Istruzione, Università e Ricerca formano la base su cui si costruisce una società avanzata e resiliente. Un sistema educativo efficace permette ai cittadini di sviluppare le competenze necessarie per il mercato del lavoro, stimola l’inventiva e favorisce la mobilità sociale. L’università e Ricerca, in particolare, è per il mondo (Beccalli 2025) motore di un sapere duttile e operativo, estendendo conoscenze e creando tecnologie che alimentano il miglioramento culturale e con esso l’inclusività occupazionale e la crescita economica.
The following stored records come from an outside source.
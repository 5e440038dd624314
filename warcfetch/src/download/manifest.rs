//! Durable ledger of completed downloads.

use std::collections::HashMap;
use std::fs::{File, OpenOptions};
use std::io::{BufRead, BufReader, Write};
use std::path::{Path, PathBuf};

use chrono::{DateTime, Utc};
use parking_lot::Mutex;
use serde::{Deserialize, Serialize};
use tracing::{debug, warn};

/// One completed file, as recorded in the ledger.
#[derive(Debug, Clone, Serialize, Deserialize)]
pub struct ManifestEntry {
    /// Descriptor identity (the webdata filename).
    pub filename: String,
    /// Verified size in bytes.
    pub size: u64,
    /// Algorithm the digest was computed with.
    pub algorithm: String,
    /// Verified hex digest.
    pub checksum: String,
    /// When verification completed.
    pub completed_at: DateTime<Utc>,
}

/// Append-only completion ledger.
///
/// One JSON entry per line. The whole file is read at startup to seed the
/// skip-set; afterwards entries are only appended, each flushed and synced
/// before the corresponding task is reported Completed. A crash between a
/// file's finalize and its manifest write is recoverable: the downloader
/// re-verifies the finished file directly on the next run.
///
/// The store is the single writer; concurrent workers append through its
/// lock.
#[derive(Debug)]
pub struct ManifestStore {
    inner: Mutex<Inner>,
}

#[derive(Debug)]
struct Inner {
    entries: HashMap<String, ManifestEntry>,
    writer: Option<File>,
    path: Option<PathBuf>,
}

impl ManifestStore {
    /// Open (or create) the ledger at `path` and load every entry.
    ///
    /// Unparseable lines are skipped with a warning: a torn final line
    /// after a crash must not wedge every future run.
    pub fn open(path: impl Into<PathBuf>) -> std::io::Result<Self> {
        let path = path.into();
        let mut entries = HashMap::new();

        match File::open(&path) {
            Ok(file) => {
                for (number, line) in BufReader::new(file).lines().enumerate() {
                    let line = line?;
                    if line.trim().is_empty() {
                        continue;
                    }
                    match serde_json::from_str::<ManifestEntry>(&line) {
                        Ok(entry) => {
                            entries.insert(entry.filename.clone(), entry);
                        }
                        Err(err) => {
                            warn!(
                                path = %path.display(),
                                line = number + 1,
                                error = %err,
                                "skipping unparseable manifest line"
                            );
                        }
                    }
                }
            }
            Err(err) if err.kind() == std::io::ErrorKind::NotFound => {}
            Err(err) => return Err(err),
        }

        let mut writer = OpenOptions::new().create(true).append(true).open(&path)?;
        // A torn append leaves no trailing newline; terminate it so the
        // next entry starts on its own line.
        if !ends_with_newline(&path)? {
            writer.write_all(b"\n")?;
        }
        debug!(path = %path.display(), entries = entries.len(), "manifest loaded");

        Ok(Self {
            inner: Mutex::new(Inner {
                entries,
                writer: Some(writer),
                path: Some(path),
            }),
        })
    }

    /// Ledger kept only in memory; nothing survives the process.
    ///
    /// For coordinator tests that need completion tracking without disk.
    pub fn in_memory() -> Self {
        Self {
            inner: Mutex::new(Inner {
                entries: HashMap::new(),
                writer: None,
                path: None,
            }),
        }
    }

    /// Whether this descriptor finished and verified in an earlier run.
    pub fn is_completed(&self, id: &str) -> bool {
        self.inner.lock().entries.contains_key(id)
    }

    /// Number of recorded completions.
    pub fn len(&self) -> usize {
        self.inner.lock().entries.len()
    }

    pub fn is_empty(&self) -> bool {
        self.inner.lock().entries.is_empty()
    }

    /// Look up a recorded completion.
    pub fn get(&self, id: &str) -> Option<ManifestEntry> {
        self.inner.lock().entries.get(id).cloned()
    }

    /// Record a verified completion, durably.
    ///
    /// The entry is appended, flushed and fsynced before this returns, so
    /// the caller may only report the task Completed afterwards.
    pub fn mark_completed(&self, entry: ManifestEntry) -> std::io::Result<()> {
        let mut inner = self.inner.lock();
        if let Some(writer) = inner.writer.as_mut() {
            let mut line = serde_json::to_string(&entry)
                .map_err(|e| std::io::Error::new(std::io::ErrorKind::Other, e))?;
            line.push('\n');
            writer.write_all(line.as_bytes())?;
            writer.sync_data()?;
        }
        inner.entries.insert(entry.filename.clone(), entry);
        Ok(())
    }

    /// Path of the backing file, if the store is durable.
    pub fn path(&self) -> Option<PathBuf> {
        self.inner.lock().path.clone()
    }
}

fn ends_with_newline(path: &Path) -> std::io::Result<bool> {
    use std::io::{Read, Seek, SeekFrom};

    let mut file = File::open(path)?;
    let len = file.metadata()?.len();
    if len == 0 {
        return Ok(true);
    }
    file.seek(SeekFrom::End(-1))?;
    let mut last = [0u8; 1];
    file.read_exact(&mut last)?;
    Ok(last[0] == b'\n')
}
Attraverso politiche mirate, il Ministero dell’Industria facilita la tenuta delle imprese nel tempo conservando e generando occupazione. Può assumersi anche il compito di un benchmarking trasparente sugli strumenti ritenuti efficaci sulla salute e da immettere in commercio.

I Ministeri del Lavoro e delle Politiche Sociali e della Sanità  garantiscono una popolazione sana e attiva, salvaguardando le fasce deboli e riducendo i costi sociali legati alle malattie così da migliorare la qualità della vita e il benessere di tutti.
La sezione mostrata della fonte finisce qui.